If you typically clam up or bury your anger, you must begin to appropriately verbalize what has caused you to become angry and then take steps to correct the problem. At first you may find it difficult to respond appropriately to anger, but it will become easier as you grow in your understanding of the righteous responses to anger and as you continue to practice the right responses. There may be many failures at first, but don’t be discouraged my friend! God is a patient and loving Father, and He will bring you many opportunities to succeed. 

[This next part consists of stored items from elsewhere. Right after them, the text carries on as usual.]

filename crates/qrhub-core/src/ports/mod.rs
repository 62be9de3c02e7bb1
//! Ports - trait definitions for external dependencies.
//! These are the "interfaces" that infrastructure must implement.

mod auth;
mod rate_limit;
mod render;
mod storage;

pub use auth::{AuthError, CredentialStore, PasswordService, TokenClaims, TokenService};
pub use rate_limit::{RateLimitError, RateLimitResult, RateLimiter};
pub use render::{QrRenderer, RenderError};
pub use storage::{QrStorage, StorageError};
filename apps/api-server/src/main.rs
//! # QRHub API Server
//!
//! The main entry point for the Actix-web HTTP server.

use actix_web::{App, HttpServer};
use tracing_actix_web::TracingLogger;

mod config;
mod handlers;
mod middleware;
mod observability;
mod state;
mod telemetry;


use config::AppConfig;
use observability::RequestIdMiddleware;
use state::AppState;
use telemetry::TelemetryConfig;

#[actix_web::main]
async fn main() -> std::io::Result<()> {
    // Load .env file if present
    dotenvy::dotenv().ok();

    telemetry::init_telemetry(&TelemetryConfig::from_env());

    let config = AppConfig::from_env().map_err(|e| {
        tracing::error!(error = %e, "Invalid configuration");
        std::io::Error::other(e)
    })?;

    tracing::info!(
        "Starting QRHub API Server on {}:{} (public url {})",
        config.host,
        config.port,
        config.base_url
    );

    let state = AppState::new(&config).await.map_err(|e| {
        tracing::error!(error = %e, "Failed to initialize application state");
        std::io::Error::other(e)
    })?;

    HttpServer::new(move || {
        App::new()
            .wrap(RequestIdMiddleware)
            .wrap(TracingLogger::default())
            .configure(handlers::configure_app(state.clone()))
    })
    .bind((config.host.as_str(), config.port))?
    .run()
    .await
}
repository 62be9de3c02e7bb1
//! Filesystem artifact store - one PNG file per QR code.

use std::io::ErrorKind;
use std::path::{Path, PathBuf};

use async_trait::async_trait;
use tokio::fs;
use tokio::io::AsyncWriteExt;
use uuid::Uuid;

use qrhub_core::domain::QrFilename;
use qrhub_core::ports::{QrStorage, StorageError};

/// Stores images as files in a single directory.
pub struct FileSystemQrStorage {
    root: PathBuf,
}

impl FileSystemQrStorage {
    /// Open (and create if needed) the storage directory.
    pub async fn open(root: impl Into<PathBuf>) -> Result<Self, StorageError> {
        let root = root.into();
        fs::create_dir_all(&root)
            .await
            .map_err(|e| StorageError::Io(format!("{}: {}", root.display(), e)))?;

        tracing::info!(root = %root.display(), "Filesystem QR storage ready");
        Ok(Self { root })
    }

    pub fn root(&self) -> &Path {
        &self.root
    }

    fn path_of(&self, filename: &QrFilename) -> PathBuf {
        self.root.join(filename.as_str())
    }

    /// Scratch file in the same directory, never a valid QR filename.
    fn staging_path(&self) -> PathBuf {
        self.root.join(format!(".{}.tmp", Uuid::new_v4()))
    }
}

async fn write_staged(path: &Path, bytes: &[u8]) -> std::io::Result<()> {
    let mut file = fs::OpenOptions::new()
        .write(true)
        .create_new(true)
        .open(path)
        .await?;
    file.write_all(bytes).await?;
    file.sync_all().await
}

fn io_error(filename: &QrFilename, err: std::io::Error) -> StorageError {
    match err.kind() {
        ErrorKind::NotFound => StorageError::NotFound(filename.to_string()),
        ErrorKind::AlreadyExists => StorageError::AlreadyExists(filename.to_string()),
        _ => StorageError::Io(format!("{}: {}", filename, err)),
    }
}

#[async_trait]
impl QrStorage for FileSystemQrStorage {
    async fn create(&self, filename: &QrFilename, bytes: &[u8]) -> Result<(), StorageError> {
        let path = self.path_of(filename);
        let staged = self.staging_path();

        if let Err(e) = write_staged(&staged, bytes).await {
            tracing::error!(path = %staged.display(), error = %e, "Failed to write QR image");
            let _ = fs::remove_file(&staged).await;
            return Err(io_error(filename, e));
        }

        // hard_link fails with AlreadyExists when the name is taken, and the
        // image only appears under its final name once fully written.
        let linked = fs::hard_link(&staged, &path).await;
        if let Err(e) = fs::remove_file(&staged).await {
            tracing::warn!(path = %staged.display(), error = %e, "Failed to remove staged QR image");
        }

        linked.map_err(|e| io_error(filename, e))
    }

    async fn read(&self, filename: &QrFilename) -> Result<Vec<u8>, StorageError> {
        fs::read(self.path_of(filename))
            .await
            .map_err(|e| io_error(filename, e))
    }

    async fn delete(&self, filename: &QrFilename) -> Result<(), StorageError> {
        fs::remove_file(self.path_of(filename))
            .await
            .map_err(|e| io_error(filename, e))
    }

    async fn exists(&self, filename: &QrFilename) -> Result<bool, StorageError> {
        fs::try_exists(self.path_of(filename))
            .await
            .map_err(|e| io_error(filename, e))
    }

    async fn list(&self) -> Result<Vec<QrFilename>, StorageError> {
        let mut entries = fs::read_dir(&self.root)
            .await
            .map_err(|e| StorageError::Io(format!("{}: {}", self.root.display(), e)))?;

        let mut filenames = Vec::new();
        while let Some(entry) = entries
            .next_entry()
            .await
            .map_err(|e| StorageError::Io(e.to_string()))?
        {
            let name = entry.file_name();
            match name.to_str().and_then(QrFilename::parse) {
                Some(filename) => filenames.push(filename),
                None => tracing::debug!(file = ?name, "Skipping foreign file in QR directory"),
            }
        }

        Ok(filenames)
    }
}

#[cfg(test)]
mod tests {
    use super::*;
    use std::sync::Arc;
    use url::Url;

    fn filename(url: &str) -> QrFilename {
        QrFilename::for_target(&Url::parse(url).unwrap()).unwrap()
    }

    async fn temp_storage() -> FileSystemQrStorage {
        let root = std::env::temp_dir().join(format!("qrhub-test-{}", Uuid::new_v4()));
        FileSystemQrStorage::open(root).await.unwrap()
    }

    #[tokio::test]
    async fn test_create_read_delete() {
        let storage = temp_storage().await;
        let name = filename("https://example.com");

        storage.create(&name, b"png-bytes").await.unwrap();
        assert!(storage.exists(&name).await.unwrap());
        assert_eq!(storage.read(&name).await.unwrap(), b"png-bytes");

        storage.delete(&name).await.unwrap();
        assert!(!storage.exists(&name).await.unwrap());
        assert!(matches!(
            storage.delete(&name).await,
            Err(StorageError::NotFound(_))
        ));
        assert!(matches!(
            storage.read(&name).await,
            Err(StorageError::NotFound(_))
        ));

        fs::remove_dir_all(storage.root()).await.unwrap();
    }

    #[tokio::test]
    async fn test_create_never_overwrites() {
        let storage = temp_storage().await;
        let name = filename("https://example.com");

        storage.create(&name, b"first").await.unwrap();
        assert!(matches!(
            storage.create(&name, b"second").await,
            Err(StorageError::AlreadyExists(_))
        ));
        assert_eq!(storage.read(&name).await.unwrap(), b"first");

        fs::remove_dir_all(storage.root()).await.unwrap();
    }

    #[tokio::test(flavor = "multi_thread", worker_threads = 4)]
    async fn test_concurrent_create_has_single_winner() {
        let storage = Arc::new(temp_storage().await);
        let name = filename("https://race.example.com");

        let tasks: Vec<_> = (0..8)
            .map(|_| {
                let storage = storage.clone();
                let name = name.clone();
                tokio::spawn(async move { storage.create(&name, b"img").await })
            })
            .collect();

        let mut created = 0;
        for task in tasks {
            match task.await.unwrap() {
                Ok(()) => created += 1,
                Err(StorageError::AlreadyExists(_)) => {}
                Err(e) => panic!("unexpected error: {e}"),
            }
        }
        assert_eq!(created, 1);

        fs::remove_dir_all(storage.root()).await.unwrap();
    }

    #[tokio::test]
    async fn test_list_skips_foreign_files() {
        let storage = temp_storage().await;
        let name = filename("https://example.com");
        storage.create(&name, b"img").await.unwrap();
        fs::write(storage.root().join("notes.txt"), b"hi").await.unwrap();

        assert_eq!(storage.list().await.unwrap(), vec![name]);

        fs::remove_dir_all(storage.root()).await.unwrap();
    }

    async fn dir_entries(storage: &FileSystemQrStorage) -> Vec<String> {
        let mut entries = fs::read_dir(storage.root()).await.unwrap();
        let mut names = Vec::new();
        while let Some(entry) = entries.next_entry().await.unwrap() {
            names.push(entry.file_name().to_string_lossy().into_owned());
        }
        names
    }

    #[tokio::test]
    async fn test_create_leaves_only_the_final_file() {
        let storage = temp_storage().await;
        let name = filename("https://example.com");

        storage.create(&name, b"first").await.unwrap();
        assert!(storage.create(&name, b"second").await.is_err());

        assert_eq!(dir_entries(&storage).await, vec![name.to_string()]);
        assert_eq!(storage.read(&name).await.unwrap(), b"first");

        fs::remove_dir_all(storage.root()).await.unwrap();
    }

    #[tokio::test(flavor = "multi_thread", worker_threads = 4)]
    async fn test_readers_never_see_partial_images() {
        let storage = Arc::new(temp_storage().await);
        let name = filename("https://big.example.com");
        let image = vec![0xAB_u8; 4 * 1024 * 1024];

        let writer = {
            let storage = storage.clone();
            let name = name.clone();
            let image = image.clone();
            tokio::spawn(async move { storage.create(&name, &image).await })
        };

        while !writer.is_finished() {
            match storage.read(&name).await {
                Ok(bytes) => assert_eq!(bytes.len(), image.len()),
                Err(StorageError::NotFound(_)) => {}
                Err(e) => panic!("unexpected error: {e}"),
            }
            tokio::task::yield_now().await;
        }
        writer.await.unwrap().unwrap();
        assert_eq!(storage.read(&name).await.unwrap(), image);

        fs::remove_dir_all(storage.root()).await.unwrap();
    }
}
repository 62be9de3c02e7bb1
//! Observability module - request IDs.

mod request_id;

pub use request_id::{RequestId, RequestIdMiddleware};
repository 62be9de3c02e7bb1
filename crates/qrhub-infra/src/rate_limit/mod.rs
//! Rate limiting implementations.

mod memory;

pub use memory::{InMemoryRateLimiter, RateLimitConfig};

I would also encourage you to grow in your understanding of the sovereignty of God. God is completely trustworthy and is completely aware of the circumstances that caused you to become angry. As you gain even a rudimentary understanding of the sovereignty of God, it will totally revolutionize your thinking. You will begin to understand that true wisdom comes from looking at life from God’s perspective. When you do this you take yourself out of the center of your universe.
Here’s a challenge: look again at the list on “rights” and write down to what you believe you have a “right”. Then see how many of the rights on the list you can righteously back up with Scripture. This exercise is often the key to assisting my counselees in understanding sinful thinking. 
You too can experience heart change in your response to anger. If you choose not to deal with your sinful anger, it will not simply go away. Anger becomes more deeply entrenched and leads us to the next sinful heart attitude: bitterness.
1Mack, Wayne. A Homework Manual for Biblical The Angry Counselors, Vol 1I (Phillipsburg, NJ: Presbyterian and Reformed Publishing Co.).
Ganschow, Julie. Seeing Depression through the Eyes of Grace (Milwaukee, Wisconsin, 2006).